- _EXTRACTED INFORMATION_:
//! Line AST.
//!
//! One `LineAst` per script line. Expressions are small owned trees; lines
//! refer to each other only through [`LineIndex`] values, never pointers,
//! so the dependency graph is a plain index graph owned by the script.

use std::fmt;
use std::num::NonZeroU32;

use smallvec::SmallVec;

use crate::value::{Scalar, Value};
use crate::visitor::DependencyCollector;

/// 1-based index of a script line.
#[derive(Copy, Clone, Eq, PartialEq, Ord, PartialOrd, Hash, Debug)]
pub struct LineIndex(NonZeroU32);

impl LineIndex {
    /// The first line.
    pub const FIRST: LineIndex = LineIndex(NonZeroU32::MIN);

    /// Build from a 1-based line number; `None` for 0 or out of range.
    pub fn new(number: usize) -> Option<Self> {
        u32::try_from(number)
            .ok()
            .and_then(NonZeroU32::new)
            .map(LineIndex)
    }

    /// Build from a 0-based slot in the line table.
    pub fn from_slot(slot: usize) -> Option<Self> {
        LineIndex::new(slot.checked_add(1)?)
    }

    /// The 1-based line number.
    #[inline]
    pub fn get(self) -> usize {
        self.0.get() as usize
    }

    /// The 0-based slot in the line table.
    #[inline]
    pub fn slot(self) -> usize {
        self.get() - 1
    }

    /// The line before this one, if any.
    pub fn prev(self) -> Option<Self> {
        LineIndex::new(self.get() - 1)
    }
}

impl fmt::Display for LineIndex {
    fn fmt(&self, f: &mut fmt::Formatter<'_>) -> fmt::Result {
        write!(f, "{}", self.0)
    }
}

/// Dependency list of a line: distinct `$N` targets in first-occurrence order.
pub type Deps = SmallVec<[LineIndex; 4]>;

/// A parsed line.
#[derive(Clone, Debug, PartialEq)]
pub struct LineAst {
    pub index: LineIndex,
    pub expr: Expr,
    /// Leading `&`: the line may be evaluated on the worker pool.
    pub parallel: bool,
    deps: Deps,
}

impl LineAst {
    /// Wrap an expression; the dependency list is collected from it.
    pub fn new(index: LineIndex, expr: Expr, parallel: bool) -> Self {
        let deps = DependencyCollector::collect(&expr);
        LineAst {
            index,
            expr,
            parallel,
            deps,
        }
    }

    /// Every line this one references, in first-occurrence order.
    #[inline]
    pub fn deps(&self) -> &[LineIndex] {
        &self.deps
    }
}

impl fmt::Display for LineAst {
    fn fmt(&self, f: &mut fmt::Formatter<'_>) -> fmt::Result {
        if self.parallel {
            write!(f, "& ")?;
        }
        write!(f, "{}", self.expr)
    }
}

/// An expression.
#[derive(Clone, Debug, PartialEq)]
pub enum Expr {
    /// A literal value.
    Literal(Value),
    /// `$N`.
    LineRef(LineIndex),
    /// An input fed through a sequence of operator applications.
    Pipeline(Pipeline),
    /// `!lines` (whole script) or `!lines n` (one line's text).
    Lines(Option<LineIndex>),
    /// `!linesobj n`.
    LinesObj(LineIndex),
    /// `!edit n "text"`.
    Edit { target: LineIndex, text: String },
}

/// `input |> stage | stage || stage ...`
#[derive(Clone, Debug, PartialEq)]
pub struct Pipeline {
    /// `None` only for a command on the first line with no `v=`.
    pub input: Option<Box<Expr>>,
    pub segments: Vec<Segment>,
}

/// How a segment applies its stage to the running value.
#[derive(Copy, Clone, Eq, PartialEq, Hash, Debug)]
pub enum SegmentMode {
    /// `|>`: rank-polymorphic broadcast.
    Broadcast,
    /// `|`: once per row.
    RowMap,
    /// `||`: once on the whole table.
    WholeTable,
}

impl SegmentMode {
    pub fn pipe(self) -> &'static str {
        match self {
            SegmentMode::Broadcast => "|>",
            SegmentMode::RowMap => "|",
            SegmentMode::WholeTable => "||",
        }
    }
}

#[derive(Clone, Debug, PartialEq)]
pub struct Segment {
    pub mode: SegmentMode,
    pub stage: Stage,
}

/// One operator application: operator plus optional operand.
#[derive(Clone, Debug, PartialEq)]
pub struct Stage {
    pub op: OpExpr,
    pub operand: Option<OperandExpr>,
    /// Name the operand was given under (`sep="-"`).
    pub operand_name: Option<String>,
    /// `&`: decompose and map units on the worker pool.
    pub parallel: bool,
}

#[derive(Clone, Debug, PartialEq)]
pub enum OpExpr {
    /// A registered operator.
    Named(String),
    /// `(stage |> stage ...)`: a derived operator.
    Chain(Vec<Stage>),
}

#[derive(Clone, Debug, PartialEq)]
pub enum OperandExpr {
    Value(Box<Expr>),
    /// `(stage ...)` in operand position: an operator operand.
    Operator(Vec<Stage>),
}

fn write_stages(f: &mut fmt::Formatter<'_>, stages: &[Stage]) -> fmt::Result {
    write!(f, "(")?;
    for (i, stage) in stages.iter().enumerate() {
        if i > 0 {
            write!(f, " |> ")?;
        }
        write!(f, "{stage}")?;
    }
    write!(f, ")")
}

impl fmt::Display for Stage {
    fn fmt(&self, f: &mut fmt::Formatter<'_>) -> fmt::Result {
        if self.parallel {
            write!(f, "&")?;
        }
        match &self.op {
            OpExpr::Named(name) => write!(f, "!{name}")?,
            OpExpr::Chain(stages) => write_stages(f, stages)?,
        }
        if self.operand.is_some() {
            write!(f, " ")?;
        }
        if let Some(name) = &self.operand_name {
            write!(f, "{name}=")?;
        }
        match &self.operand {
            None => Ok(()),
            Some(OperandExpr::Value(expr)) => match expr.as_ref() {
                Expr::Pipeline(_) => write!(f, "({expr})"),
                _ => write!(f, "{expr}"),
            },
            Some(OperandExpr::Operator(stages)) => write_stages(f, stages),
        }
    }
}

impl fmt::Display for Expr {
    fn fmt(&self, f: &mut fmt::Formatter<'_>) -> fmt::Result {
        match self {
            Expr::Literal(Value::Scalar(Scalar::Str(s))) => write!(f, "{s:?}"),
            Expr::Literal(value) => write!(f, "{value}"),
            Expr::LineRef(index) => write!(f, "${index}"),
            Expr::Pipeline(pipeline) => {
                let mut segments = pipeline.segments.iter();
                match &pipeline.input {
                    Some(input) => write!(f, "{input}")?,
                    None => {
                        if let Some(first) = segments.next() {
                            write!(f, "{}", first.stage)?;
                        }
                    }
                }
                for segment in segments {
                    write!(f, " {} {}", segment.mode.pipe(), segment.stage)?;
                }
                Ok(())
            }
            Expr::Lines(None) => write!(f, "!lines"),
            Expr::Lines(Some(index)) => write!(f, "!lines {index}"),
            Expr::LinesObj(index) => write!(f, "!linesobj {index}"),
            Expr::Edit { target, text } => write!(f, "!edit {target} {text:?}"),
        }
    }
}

...

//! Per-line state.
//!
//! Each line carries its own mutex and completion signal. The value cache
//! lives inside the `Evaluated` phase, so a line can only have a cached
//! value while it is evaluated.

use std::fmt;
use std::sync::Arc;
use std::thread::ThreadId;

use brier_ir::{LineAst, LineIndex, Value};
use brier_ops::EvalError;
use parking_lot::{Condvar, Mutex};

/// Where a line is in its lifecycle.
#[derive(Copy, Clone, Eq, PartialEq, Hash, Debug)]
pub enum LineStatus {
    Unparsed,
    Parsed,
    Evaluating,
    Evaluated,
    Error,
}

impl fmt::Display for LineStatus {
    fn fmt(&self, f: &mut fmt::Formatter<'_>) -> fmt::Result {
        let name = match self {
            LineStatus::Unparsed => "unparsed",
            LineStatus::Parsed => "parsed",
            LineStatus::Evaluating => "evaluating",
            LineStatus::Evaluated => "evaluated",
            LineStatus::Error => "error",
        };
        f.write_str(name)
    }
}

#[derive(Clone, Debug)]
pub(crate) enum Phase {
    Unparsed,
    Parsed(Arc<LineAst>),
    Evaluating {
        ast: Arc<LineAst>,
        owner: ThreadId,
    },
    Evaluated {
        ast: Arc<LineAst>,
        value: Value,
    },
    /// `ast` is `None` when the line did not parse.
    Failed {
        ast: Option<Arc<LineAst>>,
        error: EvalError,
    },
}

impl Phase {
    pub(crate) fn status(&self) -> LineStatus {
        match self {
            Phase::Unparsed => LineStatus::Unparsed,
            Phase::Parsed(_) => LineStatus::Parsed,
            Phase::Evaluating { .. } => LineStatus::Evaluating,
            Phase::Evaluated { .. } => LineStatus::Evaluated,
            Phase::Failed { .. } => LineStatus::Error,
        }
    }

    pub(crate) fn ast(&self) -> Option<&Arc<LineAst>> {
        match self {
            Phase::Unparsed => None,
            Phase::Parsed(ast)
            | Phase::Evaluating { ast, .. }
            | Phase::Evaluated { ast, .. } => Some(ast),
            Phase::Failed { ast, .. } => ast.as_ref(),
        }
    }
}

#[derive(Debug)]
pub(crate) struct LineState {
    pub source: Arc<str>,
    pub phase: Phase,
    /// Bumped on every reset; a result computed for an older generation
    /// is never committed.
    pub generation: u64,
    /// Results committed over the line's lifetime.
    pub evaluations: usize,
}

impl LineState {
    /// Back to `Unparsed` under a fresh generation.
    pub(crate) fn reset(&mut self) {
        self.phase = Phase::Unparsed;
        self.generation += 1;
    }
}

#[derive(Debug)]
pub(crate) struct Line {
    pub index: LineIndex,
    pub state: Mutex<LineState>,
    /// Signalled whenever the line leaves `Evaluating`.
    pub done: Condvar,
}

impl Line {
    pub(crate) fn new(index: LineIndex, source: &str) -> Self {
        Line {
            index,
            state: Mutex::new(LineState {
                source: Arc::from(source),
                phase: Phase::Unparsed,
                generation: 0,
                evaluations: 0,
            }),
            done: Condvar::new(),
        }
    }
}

- _WHAT IS REQUIRED_:
Return each line of the data above that includes the word "stages".

- _YOUR RESPONSE_:
fn write_stages(f: &mut fmt::Formatter<'_>, stages: &[Stage]) -> fmt::Result {
    for (i, stage) in stages.iter().enumerate() {
            OpExpr::Chain(stages) => write_stages(f, stages)?,
            Some(OperandExpr::Operator(stages)) => write_stages(f, stages),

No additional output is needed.